Silvio Barbato's opera The Scientist is not so much a music drama as a tableau vivant presenting representative scenes from the life of this great Brazilian. Act I, Scene I reveals Cruz meditating alone on his mission as doctor. Later he is joined by his wife Emilia and friend Salles Guerra, and they sing (in French) of his departure for Paris. Scene II presents Lapa, a center of bohemian life and prostitution at the time. Scene III shows a religious procession asking for relief from the plague.

Act II is notably less static and more dramatic. In Scene I, the President, Rodrigues Alves, sings of the necessity of vaccination, with mocking responses from a sort of Greek chorus, seated on stage. In Scene II we see the effects of the revolt on the Cruz family. Scene III presents a group of capoeiristas (capoeira is a Brazilian martial art) in the favela of Providencia. The opera closes in Scene IV with Cruz, alone once more, walking upstage into the ocean.

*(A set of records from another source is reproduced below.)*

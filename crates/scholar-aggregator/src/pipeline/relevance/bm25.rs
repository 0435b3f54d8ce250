//! BM25 Okapi scoring over the corpus of one search.
//!
//! Document text is `title + " " + abstract`. Document frequency is a case-insensitive
//! substring test; term frequency counts case-insensitive occurrences, so a term also
//! matches inside longer words.

use std::collections::HashMap;

use regex::{Regex, RegexBuilder};

use crate::config::Bm25Params;

/// Lower-cased, whitespace-split query terms.
#[must_use]
pub fn tokenize(text: &str) -> Vec<String> {
    text.split_whitespace().map(str::to_lowercase).collect()
}

/// Corpus statistics needed by the BM25 formula.
#[derive(Debug, Clone)]
pub struct CorpusStats {
    /// Number of documents.
    pub doc_count: usize,
    /// Mean whitespace-token count.
    pub avg_doc_len: f64,
    /// Documents containing each query term.
    pub doc_freq: HashMap<String, usize>,
}

impl CorpusStats {
    /// Compute statistics for `terms` over `docs`.
    #[must_use]
    pub fn new(docs: &[String], terms: &[String]) -> Self {
        let lowered: Vec<String> = docs.iter().map(|d| d.to_lowercase()).collect();
        let total_len: usize = docs.iter().map(|d| doc_len(d)).sum();
        let avg_doc_len = if docs.is_empty() { 0.0 } else { total_len as f64 / docs.len() as f64 };

        let mut doc_freq = HashMap::with_capacity(terms.len());
        for term in terms {
            doc_freq
                .entry(term.clone())
                .or_insert_with(|| lowered.iter().filter(|d| d.contains(term.as_str())).count());
        }

        Self { doc_count: docs.len(), avg_doc_len, doc_freq }
    }

    /// `ln((N - df + 0.5) / (df + 0.5) + 1)`; always positive.
    #[must_use]
    pub fn idf(&self, term: &str) -> f64 {
        let n = self.doc_count as f64;
        let df = self.doc_freq.get(term).copied().unwrap_or(0) as f64;
        ((n - df + 0.5) / (df + 0.5) + 1.0).ln()
    }
}

/// BM25 contribution of one term to one document.
#[must_use]
pub fn term_score(tf: f64, idf: f64, doc_len: f64, avg_doc_len: f64, params: Bm25Params) -> f64 {
    let length_ratio = if avg_doc_len > 0.0 { doc_len / avg_doc_len } else { 1.0 };
    let denominator = tf + params.k1 * (1.0 - params.b + params.b * length_ratio);
    if denominator <= 0.0 {
        return 0.0;
    }
    idf * (tf * (params.k1 + 1.0)) / denominator
}

/// Raw BM25 score of every document for `query`, in document order.
#[must_use]
pub fn score_documents(query: &str, docs: &[String], params: Bm25Params) -> Vec<f64> {
    let terms = tokenize(query);
    let stats = CorpusStats::new(docs, &terms);
    let matchers: Vec<TermMatcher> = terms.iter().map(|t| TermMatcher::new(t)).collect();

    docs.iter()
        .map(|doc| {
            let len = doc_len(doc) as f64;
            terms
                .iter()
                .zip(&matchers)
                .map(|(term, matcher)| {
                    let tf = matcher.count(doc) as f64;
                    term_score(tf, stats.idf(term), len, stats.avg_doc_len, params)
                })
                .sum()
        })
        .collect()
}

/// Min-max normalize to `[0, 1]`; if every score is equal, every score becomes 1.
#[must_use]
pub fn min_max_normalize(scores: &[f64]) -> Vec<f64> {
    let Some(min) = scores.iter().copied().reduce(f64::min) else {
        return Vec::new();
    };
    let max = scores.iter().copied().fold(min, f64::max);
    let range = max - min;

    if range <= f64::EPSILON {
        return vec![1.0; scores.len()];
    }

    scores.iter().map(|s| (s - min) / range).collect()
}

/// Normalized BM25 relevance of every document for `query`.
#[must_use]
pub fn bm25_relevance(query: &str, docs: &[String], params: Bm25Params) -> Vec<f64> {
    min_max_normalize(&score_documents(query, docs, params))
}

fn doc_len(doc: &str) -> usize {
    doc.split_whitespace().count()
}

/// Compiled size allowed for one term pattern.
const TERM_PATTERN_SIZE_LIMIT: usize = 64 * 1024;

/// Case-insensitive literal occurrence counter.
///
/// Terms whose pattern exceeds [`TERM_PATTERN_SIZE_LIMIT`] are counted on a
/// lower-cased copy of the document instead.
#[derive(Debug)]
enum TermMatcher {
    Regex(Regex),
    Literal(String),
}

impl TermMatcher {
    fn new(term: &str) -> Self {
        RegexBuilder::new(&regex::escape(term))
            .case_insensitive(true)
            .size_limit(TERM_PATTERN_SIZE_LIMIT)
            .build()
            .map_or_else(|_| Self::Literal(term.to_lowercase()), Self::Regex)
    }

    fn count(&self, doc: &str) -> usize {
        match self {
            Self::Regex(re) => re.find_iter(doc).count(),
            Self::Literal(term) => doc.to_lowercase().matches(term.as_str()).count(),
        }
    }
}

#[cfg(test)]
mod tests {
    use super::*;

    fn docs(texts: &[&str]) -> Vec<String> {
        texts.iter().map(|t| (*t).to_string()).collect()
    }

    #[test]
    fn test_tokenize() {
        assert_eq!(tokenize("  Quantum   COMPUTING "), vec!["quantum", "computing"]);
        assert!(tokenize("   ").is_empty());
    }

    #[test]
    fn test_idf_matches_formula() {
        let corpus = docs(&["quantum gates", "classical bits", "quantum walks"]);
        let terms = tokenize("quantum");
        let stats = CorpusStats::new(&corpus, &terms);
        assert_eq!(stats.doc_freq["quantum"], 2);
        let expected = ((3.0 - 2.0 + 0.5) / (2.0 + 0.5) + 1.0_f64).ln();
        assert!((stats.idf("quantum") - expected).abs() < 1e-12);
        assert!(stats.idf("absent") > stats.idf("quantum"));
    }

    #[test]
    fn test_term_frequency_is_case_insensitive_substring() {
        let matcher = TermMatcher::new("quantum");
        assert_eq!(matcher.count("Quantum QUANTUM quantumness"), 3);

        let matcher = TermMatcher::new("c++");
        assert_eq!(matcher.count("C++ and c++"), 2);
    }

    #[test]
    fn test_oversized_term_counts_literally() {
        let term = "ab".repeat(50_000);
        let matcher = TermMatcher::new(&term);
        assert!(matches!(matcher, TermMatcher::Literal(_)));
        assert!(matches!(TermMatcher::new("quantum"), TermMatcher::Regex(_)));

        let doc = format!("{} x {}", term.to_uppercase(), term);
        assert_eq!(matcher.count(&doc), 2);
        assert_eq!(matcher.count("ab ab"), 0);
    }

    #[test]
    fn test_term_score_zero_tf() {
        assert_eq!(term_score(0.0, 2.0, 10.0, 10.0, Bm25Params::default()), 0.0);
    }

    #[test]
    fn test_term_score_monotone_in_tf() {
        let params = Bm25Params::default();
        let mut previous = 0.0;
        for tf in 0..20 {
            let score = term_score(f64::from(tf), 1.3, 12.0, 10.0, params);
            assert!(score >= previous);
            previous = score;
        }
    }

    #[test]
    fn test_higher_tf_ranks_first() {
        let corpus = docs(&["rust rust rust", "rust programming", "python scripting"]);
        let scores = score_documents("rust", &corpus, Bm25Params::default());
        assert!(scores[0] > scores[1]);
        assert!(scores[1] > scores[2]);
        assert_eq!(scores[2], 0.0);
    }

    #[test]
    fn test_min_max_normalize() {
        assert_eq!(min_max_normalize(&[2.0, 4.0, 3.0]), vec![0.0, 1.0, 0.5]);
        assert_eq!(min_max_normalize(&[0.7, 0.7]), vec![1.0, 1.0]);
        assert!(min_max_normalize(&[]).is_empty());
    }

    #[test]
    fn test_bm25_relevance_bounds() {
        let corpus = docs(&["quantum computing review", "quantum", "biology of cells"]);
        let scores = bm25_relevance("quantum computing", &corpus, Bm25Params::default());
        let max = scores.iter().copied().fold(f64::MIN, f64::max);
        let min = scores.iter().copied().fold(f64::MAX, f64::min);
        assert_eq!(max, 1.0);
        assert_eq!(min, 0.0);
    }

    #[test]
    fn test_empty_query_scores_all_equal() {
        let corpus = docs(&["a", "b"]);
        assert_eq!(bm25_relevance("", &corpus, Bm25Params::default()), vec![1.0, 1.0]);
    }
}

One might think that a country famed worldwide for the quality of its televised dramas might likewise produce stageworthy sung dramas for the opera house. The static quality of the libretto, choosing to represent a life, rather than an episode in the life, is the chief problem. Barbato's music mixes a restrained modernism (most effective in the solo-chorus exchanges between President Rodrigues Alves and his critics) with pastiches of Brazilian popular genres (it must be noted that even if they were less artistically ambitious, they were warmly welcomed by the audience, especially the capoeira). The least effective moment for the work was the tedious on-stage solo saxophone in Act I, Scene II, in which the orchestra is not heard for what seems like an eternity (and worse, before it re-enters, the sax is joined on the scene by an accordion). The excellent chorus of the Theatro Municipal is generally heard offstage, muffling its impact, and causing problems with its coordination with the orchestra.

Of the singers, those making the most impact were bass Sebastião Teixeira as Cruz, and the excellent baritone Lício Bruno as Rodrigues Alves (he had turned in a stellar Papageno earlier in the season). The scenery and lighting were modern and effective (including projections), and with the blue fabric waves of the ocean in the closing scene making a memorable impression.